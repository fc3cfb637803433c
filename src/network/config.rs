use serde::{Deserialize, Serialize};

use crate::constants::{
    DEFAULT_API_BASE, DEFAULT_API_STORAGE_KEY, DEFAULT_OPT_IN_ATTRIBUTE, DEFAULT_OPT_IN_CLASS,
    DEFAULT_PASS_HOSTS, DEFAULT_PATH_PREFIXES, DEFAULT_TOKEN_STORAGE_KEY,
};
use crate::utils::starts_with_any;

/// Relay configuration
///
/// Host pages override parts of it either by setting
/// `window.PAGE_RELAY_CONFIG` before the module loads or by calling
/// `configure()` afterwards. Keys are camelCase on the JS side.
#[derive(Debug, Clone, PartialEq, Serialize, Deserialize)]
#[serde(default, rename_all = "camelCase")]
pub struct RelayConfig {
    pub api_key: String,
    pub token_key: String,
    pub default_base: String,
    pub path_prefixes: PathWhitelist,
    pub pass_hosts: HostWhitelist,
    pub opt_in_attribute: String,
    pub opt_in_class: String,
}

impl Default for RelayConfig {
    fn default() -> Self {
        Self {
            api_key: DEFAULT_API_STORAGE_KEY.to_string(),
            token_key: DEFAULT_TOKEN_STORAGE_KEY.to_string(),
            default_base: DEFAULT_API_BASE.to_string(),
            path_prefixes: PathWhitelist::new(DEFAULT_PATH_PREFIXES.iter().copied()),
            pass_hosts: HostWhitelist::new(DEFAULT_PASS_HOSTS.iter().copied()),
            opt_in_attribute: DEFAULT_OPT_IN_ATTRIBUTE.to_string(),
            opt_in_class: DEFAULT_OPT_IN_CLASS.to_string(),
        }
    }
}

impl RelayConfig {
    /// Shallow merge: every field present in `patch` replaces ours wholesale.
    pub fn apply(&mut self, patch: RelayConfigPatch) {
        let RelayConfigPatch {
            api_key,
            token_key,
            default_base,
            path_prefixes,
            pass_hosts,
            opt_in_attribute,
            opt_in_class,
        } = patch;

        if let Some(v) = api_key {
            self.api_key = v;
        }
        if let Some(v) = token_key {
            self.token_key = v;
        }
        if let Some(v) = default_base {
            self.default_base = v;
        }
        if let Some(v) = path_prefixes {
            self.path_prefixes = PathWhitelist::new(v);
        }
        if let Some(v) = pass_hosts {
            self.pass_hosts = HostWhitelist::new(v);
        }
        if let Some(v) = opt_in_attribute {
            self.opt_in_attribute = v;
        }
        if let Some(v) = opt_in_class {
            self.opt_in_class = v;
        }
    }
}

/// Partial configuration as handed over by the host page. Unknown keys are
/// ignored so pages can keep passing their own settings in the same object.
#[derive(Debug, Clone, Default, PartialEq, Deserialize)]
#[serde(default, rename_all = "camelCase")]
pub struct RelayConfigPatch {
    pub api_key: Option<String>,
    pub token_key: Option<String>,
    pub default_base: Option<String>,
    pub path_prefixes: Option<Vec<String>>,
    pub pass_hosts: Option<Vec<String>>,
    pub opt_in_attribute: Option<String>,
    pub opt_in_class: Option<String>,
}

impl RelayConfigPatch {
    pub fn from_json(json: &str) -> Result<Self, serde_json::Error> {
        serde_json::from_str(json)
    }
}

/// Root-relative path prefixes whose `fetch` calls are redirected to the base.
#[derive(Debug, Clone, Default, PartialEq, Eq, Serialize, Deserialize)]
#[serde(transparent)]
pub struct PathWhitelist(Vec<String>);

impl PathWhitelist {
    /// Empty entries would match every path, so they are dropped.
    pub fn new<I, S>(prefixes: I) -> Self
    where
        I: IntoIterator<Item = S>,
        S: Into<String>,
    {
        Self(
            prefixes
                .into_iter()
                .map(Into::into)
                .filter(|p: &String| !p.is_empty())
                .collect(),
        )
    }

    pub fn matches(&self, path: &str) -> bool {
        starts_with_any(path, &self.0)
    }

    pub fn as_slice(&self) -> &[String] {
        &self.0
    }
}

/// Full origin+path prefixes that may receive the token on cross-origin links.
#[derive(Debug, Clone, Default, PartialEq, Eq, Serialize, Deserialize)]
#[serde(transparent)]
pub struct HostWhitelist(Vec<String>);

impl HostWhitelist {
    pub fn new<I, S>(prefixes: I) -> Self
    where
        I: IntoIterator<Item = S>,
        S: Into<String>,
    {
        Self(
            prefixes
                .into_iter()
                .map(Into::into)
                .filter(|p: &String| !p.is_empty())
                .collect(),
        )
    }

    /// `href` must be the serialized absolute URL.
    pub fn matches(&self, href: &str) -> bool {
        starts_with_any(href, &self.0)
    }

    pub fn as_slice(&self) -> &[String] {
        &self.0
    }
}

======

The answer is the line with "on cross-origin links." plus every line after it to the last line of the entries above, copied exactly and with no other lines.

- ANSWER TO THIS EXERCISE:
/// Full origin+path prefixes that may receive the token on cross-origin links.
#[derive(Debug, Clone, Default, PartialEq, Eq, Serialize, Deserialize)]
#[serde(transparent)]
pub struct HostWhitelist(Vec<String>);

impl HostWhitelist {
    pub fn new<I, S>(prefixes: I) -> Self
    where
        I: IntoIterator<Item = S>,
        S: Into<String>,
    {
        Self(
            prefixes
                .into_iter()
                .map(Into::into)
                .filter(|p: &String| !p.is_empty())
                .collect(),
        )
    }

    /// `href` must be the serialized absolute URL.
    pub fn matches(&self, href: &str) -> bool {
        starts_with_any(href, &self.0)
    }

    pub fn as_slice(&self) -> &[String] {
        &self.0
    }
}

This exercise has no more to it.